Downvoter: downvotes are for bad questions, not questions about something you don’t want people to do. There’s nothing technically wrong with this question.
I don’t think it’s going to be particularly possible. As you say, there are obfuscation techniques. But at some point the browser has to be able to see the code to interpret it, which means you have to supply the code to the client.
@Roy Tang - obfuscating is all you can do. Be careful, because some obfuscators do some fairly silly things and can make your code run slower. They also do little to really “protect” your code. If you consider your code or some implementation techniques to be valuable, don’t deliver it as Javascript in a web page.
A code obfuscator is about all you can do. No matter what you do, the executable code will/must be available in the browser.

Use AJAX to have your game verify against server code you control. This is also useful if the game is multi-player in someway. Verification prevents someone from changing the code in order to cheat.

Also Flash is not immune at all from being taken by someone else. People can download the binary and post it wherever they want. And Flash de-compilers do exist and are quite effective.

Sorry, edited: Another concern I have is to prevent “cheating” by people who know Javascript.

Note: I don’t want to know how to obfuscate, i already do. I want to know if there are other options.
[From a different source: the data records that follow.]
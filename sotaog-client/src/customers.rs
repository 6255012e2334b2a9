//! Customer operations.

use crate::client::Client;
use crate::error::Result;
use crate::request::{segment, Request};
use crate::response::Json;
use serde_json::Value;

impl Client {
    /// List customers visible to the authenticated client.
    ///
    /// # Errors
    ///
    /// Returns an error unless the server answers 200.
    pub fn get_customers(&self) -> Result<Value> {
        self.call::<Json<Value>>(Request::get("/v1/customers", "retrieve customers"))
    }

    /// Get one customer.
    ///
    /// # Errors
    ///
    /// Returns an error unless the server answers 200.
    pub fn get_customer(&self, customer_id: &str) -> Result<Value> {
        self.call::<Json<Value>>(Request::get(
            format!("/v1/customers/{}", segment(customer_id)),
            format!("retrieve customer {customer_id}"),
        ))
    }
}
//! Facility, lease, and platform operations.

use crate::client::Client;
use crate::error::Result;
use crate::query::Query;
use crate::request::{segment, Request, CREATED, OK_OR_CREATED};
use crate::response::{Json, NoContent};
use crate::types::FacilityQuery;
use serde::Serialize;
use serde_json::Value;

impl Client {
    /// List leases.
    ///
    /// # Errors
    ///
    /// Returns an error unless the server answers 200.
    pub fn get_leases(&self) -> Result<Value> {
        self.call::<Json<Value>>(Request::get("/v1/leases", "retrieve leases"))
    }

    /// List platforms.
    ///
    /// # Errors
    ///
    /// Returns an error unless the server answers 200.
    pub fn get_platforms(&self) -> Result<Value> {
        self.call::<Json<Value>>(Request::get("/v1/platforms", "retrieve platforms"))
    }

    /// List facilities.
    ///
    /// # Errors
    ///
    /// Returns an error unless the server answers 200.
    pub fn get_facilities(&self) -> Result<Value> {
        self.call::<Json<Value>>(Request::get("/v1/facilities", "retrieve facilities"))
    }

    /// Get one facility.
    ///
    /// # Errors
    ///
    /// Returns an error unless the server answers 200.
    pub fn get_facility(&self, facility_id: &str) -> Result<Value> {
        self.call::<Json<Value>>(Request::get(
            format!("/v1/facilities/{}", segment(facility_id)),
            format!("retrieve facility {facility_id}"),
        ))
    }

    /// Get a facility's configuration.
    ///
    /// # Errors
    ///
    /// Returns an error unless the server answers 200.
    pub fn get_facility_config(&self, facility_id: &str) -> Result<Value> {
        self.call::<Json<Value>>(Request::get(
            format!("/v1/facilities/{}/config", segment(facility_id)),
            format!("retrieve config for facility {facility_id}"),
        ))
    }

    /// Replace a facility's configuration.
    ///
    /// # Errors
    ///
    /// Returns an error unless the server answers 201.
    pub fn put_facility_config<T: Serialize + ?Sized>(
        &self,
        facility_id: &str,
        config: &T,
    ) -> Result<()> {
        let request = Request::put(
            format!("/v1/facilities/{}/config", segment(facility_id)),
            "put facility config",
        )
        .json(config)?
        .expect(CREATED)
        .log_failure();
        self.call::<NoContent>(request)
    }

    /// List facility production.
    ///
    /// # Errors
    ///
    /// Returns an error unless the server answers 200.
    pub fn list_facility_production(&self, filter: &FacilityQuery) -> Result<Value> {
        self.call::<Json<Value>>(
            Request::get("/v1/facilities/production", "retrieve facility production")
                .query(facility_query(filter)),
        )
    }

    /// Save facility production records.
    ///
    /// # Errors
    ///
    /// Returns an error unless the server answers 200.
    pub fn put_facility_production<T: Serialize + ?Sized>(&self, body: &T) -> Result<Value> {
        let request = Request::put(
            "/v1/facilities/production",
            "save facility production data",
        )
        .json(body)?;
        self.call::<Json<Value>>(request)
    }

    /// List facility daily sales.
    ///
    /// # Errors
    ///
    /// Returns an error unless the server answers 200.
    pub fn list_facility_daily_sales(&self, filter: &FacilityQuery) -> Result<Value> {
        self.call::<Json<Value>>(
            Request::get(
                "/v1/facilities/sales/daily",
                "retrieve facility daily sales",
            )
            .query(facility_query(filter)),
        )
    }

    /// Save facility daily sales records.
    ///
    /// # Errors
    ///
    /// Returns an error unless the server answers 200.
    pub fn put_facility_daily_sales<T: Serialize + ?Sized>(&self, body: &T) -> Result<Value> {
        let request =
            Request::put("/v1/facilities/sales/daily", "save facility sales data").json(body)?;
        self.call::<Json<Value>>(request)
    }

    /// Replace a facility's sales for one month.
    ///
    /// # Errors
    ///
    /// Returns an error unless the server answers 200 or 201.
    pub fn put_facility_sales<T: Serialize + ?Sized>(
        &self,
        facility_id: &str,
        month: &str,
        sales: &T,
    ) -> Result<()> {
        let request = Request::put(
            format!(
                "/v1/facilities/sales/{}/{}",
                segment(facility_id),
                segment(month)
            ),
            "put sales",
        )
        .json(sales)?
        .expect(OK_OR_CREATED)
        .log_failure();
        self.call::<NoContent>(request)
    }

    /// List the monthly oil report.
    ///
    /// # Errors
    ///
    /// Returns an error unless the server answers 200.
    pub fn list_monthly_oil_report(
        &self,
        facility_ids: &[String],
        start_month: Option<&str>,
        end_month: Option<&str>,
    ) -> Result<Value> {
        let query = Query::new()
            .list("facility_ids", facility_ids)
            .opt("start_month", start_month)
            .opt("end_month", end_month);
        self.call::<Json<Value>>(
            Request::get("/v1/facilities/report/oil", "retrieve oil report list").query(query),
        )
    }

    /// Get the data collection configuration of a customer facility.
    ///
    /// # Errors
    ///
    /// Returns an error unless the server answers 200.
    pub fn get_collection_config(&self, customer_label: &str, facility_id: &str) -> Result<Value> {
        let query = Query::new()
            .with("customer_label", customer_label)
            .with("facility_id", facility_id);
        self.call::<Json<Value>>(
            Request::get("/v1/collection-config", "get collection config").query(query),
        )
    }
}

fn facility_query(filter: &FacilityQuery) -> Query {
    Query::new()
        .list("facility_ids", &filter.facility_ids)
        .date("start_date", filter.start_date)
        .date("end_date", filter.end_date)
}
//! Restore engine.

use std::path::Path;

use chrono::Utc;
use tracing::{error, info, instrument, warn};

use benchvault_core::{BackupId, BackupRecord, RestorationEvent, RestoreOptions, RestoreOutcome};

use super::compress::gunzip;
use super::BackupService;
use crate::error::{BackupError, BackupResult};
use crate::tools::{
    resolve_tool, run_with_credential_fallback, FallbackFailure, ToolInvocation, ToolKind,
};

const STAGE_DROP: &str = "drop database";
const STAGE_CREATE: &str = "create database";
const STAGE_APPLY: &str = "apply dump";

/// Backtick-quote a MySQL identifier.
fn quote_ident(name: &str) -> String {
    format!("`{}`", name.replace('`', "``"))
}

/// Map a stage failure, accounting for stages that already changed the server.
fn stage_error(
    completed: &[&'static str],
    stage: &'static str,
    failure: FallbackFailure,
) -> BackupError {
    if completed.is_empty() {
        BackupError::from_stage_failure(stage, failure)
    } else {
        BackupError::PartialFailure {
            completed: completed.to_vec(),
            stage,
            message: failure.to_string(),
        }
    }
}

/// Map a failure to stage the decompressed dump on disk.
fn temp_write_error(completed: &[&'static str], temp: &Path, err: std::io::Error) -> BackupError {
    if completed.is_empty() {
        BackupError::Io(err)
    } else {
        BackupError::PartialFailure {
            completed: completed.to_vec(),
            stage: STAGE_APPLY,
            message: format!("could not write {}: {err}", temp.display()),
        }
    }
}

/// Write the decompressed dump, removing whatever was written on failure.
async fn write_temp(path: &Path, sql: &[u8]) -> std::io::Result<()> {
    let written = tokio::fs::write(path, sql).await;
    if written.is_err() {
        remove_temp(path).await;
    }
    written
}

fn missing_artifact(backup: &BackupRecord, source: std::io::Error) -> BackupError {
    BackupError::MissingArtifact {
        backup: backup.name.clone(),
        path: backup.filepath.clone(),
        source,
    }
}

impl BackupService {
    /// Apply a journaled backup to the configured database.
    ///
    /// Stages run in order: optional drop, optional create, apply. A failure
    /// after drop or create has run leaves the server as those stages left it.
    #[instrument(skip(self, options), fields(backup_id = %id))]
    pub async fn restore_backup(
        &self,
        id: BackupId,
        options: RestoreOptions,
    ) -> BackupResult<RestoreOutcome> {
        let backup = self.get_backup(id).await?;
        let client = resolve_tool(ToolKind::Client, self.config.client_tool.as_deref())?;
        let database = self.config.connection.database.clone();

        info!(backup = %backup.name, database = %database, "restoring backup");

        // Read the artifact before touching the server.
        let sql = if backup.compressed {
            let compressed = tokio::fs::read(&backup.filepath)
                .await
                .map_err(|e| missing_artifact(&backup, e))?;
            Some(gunzip(compressed).await?)
        } else {
            tokio::fs::metadata(&backup.filepath)
                .await
                .map_err(|e| missing_artifact(&backup, e))?;
            None
        };

        let mut completed: Vec<&'static str> = Vec::new();

        if options.drop_database {
            let statement = format!("DROP DATABASE IF EXISTS {}", quote_ident(&database));
            self.client_stage(STAGE_DROP, &client, |inv| inv.arg("-e").arg(statement.as_str()))
                .await
                .map_err(|f| stage_error(&completed, STAGE_DROP, f))?;
            warn!(database = %database, "database dropped");
            completed.push(STAGE_DROP);
        }

        if options.create_database {
            let statement = format!("CREATE DATABASE IF NOT EXISTS {}", quote_ident(&database));
            self.client_stage(STAGE_CREATE, &client, |inv| {
                inv.arg("-e").arg(statement.as_str())
            })
            .await
            .map_err(|f| stage_error(&completed, STAGE_CREATE, f))?;
            completed.push(STAGE_CREATE);
        }

        let applied = match sql {
            Some(sql) => {
                let temp = self.config.artifact_path(format!(
                    "temp_restore_{}.sql",
                    Utc::now().timestamp_millis()
                ));
                write_temp(&temp, &sql)
                    .await
                    .map_err(|e| temp_write_error(&completed, &temp, e))?;
                let applied = self.apply(&client, &database, &temp).await;
                remove_temp(&temp).await;
                applied
            }
            None => self.apply(&client, &database, &backup.filepath).await,
        };
        applied.map_err(|f| stage_error(&completed, STAGE_APPLY, f))?;

        // The dump is applied; a journal failure only loses the audit entry.
        if let Err(e) = self
            .journal
            .append_restoration(RestorationEvent::new(id, options.user_id.clone()))
            .await
        {
            error!(backup_id = %id, error = %e, "could not record restoration");
        }

        info!(backup = %backup.name, "backup restored");
        Ok(RestoreOutcome {
            success: true,
            backup_name: backup.name,
        })
    }

    async fn apply(
        &self,
        client: &Path,
        database: &str,
        source: &Path,
    ) -> Result<(), FallbackFailure> {
        self.client_stage(STAGE_APPLY, client, |inv| inv.arg(database).stdin_file(source))
            .await
    }

    /// Run one client-tool stage with credential fallback.
    async fn client_stage<F>(
        &self,
        stage: &'static str,
        client: &Path,
        extra: F,
    ) -> Result<(), FallbackFailure>
    where
        F: Fn(ToolInvocation) -> ToolInvocation,
    {
        let conn = &self.config.connection;
        let timeout = self.config.tool_timeout;
        run_with_credential_fallback(stage, conn.password(), |password| {
            extra(
                ToolInvocation::connect(client, conn)
                    .password(password)
                    .timeout(timeout),
            )
        })
        .await
        .map(|_| ())
    }
}

async fn remove_temp(path: &Path) {
    match tokio::fs::remove_file(path).await {
        Ok(()) => {}
        Err(e) if e.kind() == std::io::ErrorKind::NotFound => {}
        Err(e) => warn!(path = %path.display(), error = %e, "could not remove temporary restore file"),
    }
}

#[cfg(test)]
mod tests {
    use super::*;
    use crate::tools::ToolError;

    #[test]
    fn identifiers_are_quoted() {
        assert_eq!(quote_ident("FZ"), "`FZ`");
        assert_eq!(quote_ident("we`ird"), "`we``ird`");
    }

    #[tokio::test]
    async fn failure_after_destructive_stage_is_partial() {
        let failure = run_with_credential_fallback(STAGE_APPLY, None, |_| {
            ToolInvocation::new("/nonexistent/mysql")
        })
        .await
        .unwrap_err();
        assert!(matches!(failure.last(), ToolError::Spawn { .. }));

        match stage_error(&[STAGE_DROP, STAGE_CREATE], STAGE_APPLY, failure) {
            BackupError::PartialFailure { completed, stage, .. } => {
                assert_eq!(completed, vec![STAGE_DROP, STAGE_CREATE]);
                assert_eq!(stage, STAGE_APPLY);
            }
            other => panic!("unexpected error: {other}"),
        }
    }

    #[tokio::test]
    async fn unwritable_temp_file_is_partial_after_create() {
        let dir = tempfile::tempdir().unwrap();
        // A directory in the way makes the write fail regardless of privileges.
        let temp = dir.path().join("temp_restore_1.sql");
        std::fs::create_dir(&temp).unwrap();

        let err = write_temp(&temp, b"SELECT 1;").await.unwrap_err();
        match temp_write_error(&[STAGE_CREATE], &temp, err) {
            BackupError::PartialFailure { completed, stage, message } => {
                assert_eq!(completed, vec![STAGE_CREATE]);
                assert_eq!(stage, STAGE_APPLY);
                assert!(message.contains("temp_restore_1.sql"));
            }
            other => panic!("unexpected error: {other}"),
        }
    }

    #[tokio::test]
    async fn failed_temp_write_leaves_no_file() {
        let dir = tempfile::tempdir().unwrap();
        let temp = dir.path().join("missing").join("temp_restore_2.sql");

        let err = write_temp(&temp, b"SELECT 1;").await.unwrap_err();
        assert!(matches!(temp_write_error(&[], &temp, err), BackupError::Io(_)));
        assert!(!temp.exists());
    }
}
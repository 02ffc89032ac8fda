use anyhow::Context;
use tracing::info;

use benchvault_infra::BackupConfig;

#[tokio::main]
async fn main() -> anyhow::Result<()> {
    // A missing .env file is fine.
    let _ = dotenvy::dotenv();
    match std::env::var("LOG_FORMAT").as_deref() {
        Ok("pretty") => benchvault_observability::init_pretty(),
        _ => benchvault_observability::init(),
    }

    let config = BackupConfig::from_env().context("invalid configuration")?;
    info!(
        database = %config.connection.database,
        backup_dir = %config.backup_dir.display(),
        timezone = %config.timezone,
        "starting benchvault"
    );

    let control = benchvault_api::bootstrap::build(config).await?;
    let settings = control.init_scheduler().await?;
    info!(
        scheduler_running = settings.is_enabled,
        daily = settings.daily_job_running,
        weekly = settings.weekly_job_running,
        "backup scheduler ready"
    );

    tokio::signal::ctrl_c()
        .await
        .context("failed to listen for shutdown signal")?;

    info!("shutting down");
    control.stop_scheduler().await;
    Ok(())
}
Don’t post it on the internet! :)
@Roy Tang: To prevent cheating, the only real option is to have the game engine run server-side and validate all input. Never implicitly trust what the client machine tells you.
Roy, I voted to close this question, but with the wrong duplicate. There are far better answers in How to prevent your Javascripts being stolen, copied, and viewed?
Why, specifically, do you want it to be in JavaScript? You can use node.js to run JavaScript code server-side for the protected stuff and interact with it from client-side JavaScript.
Thanks for all the replies. I’m satisfied that there’s really no way to go further, so I’ll just accept the AJAX answer as that’s what I’ll probably be doing.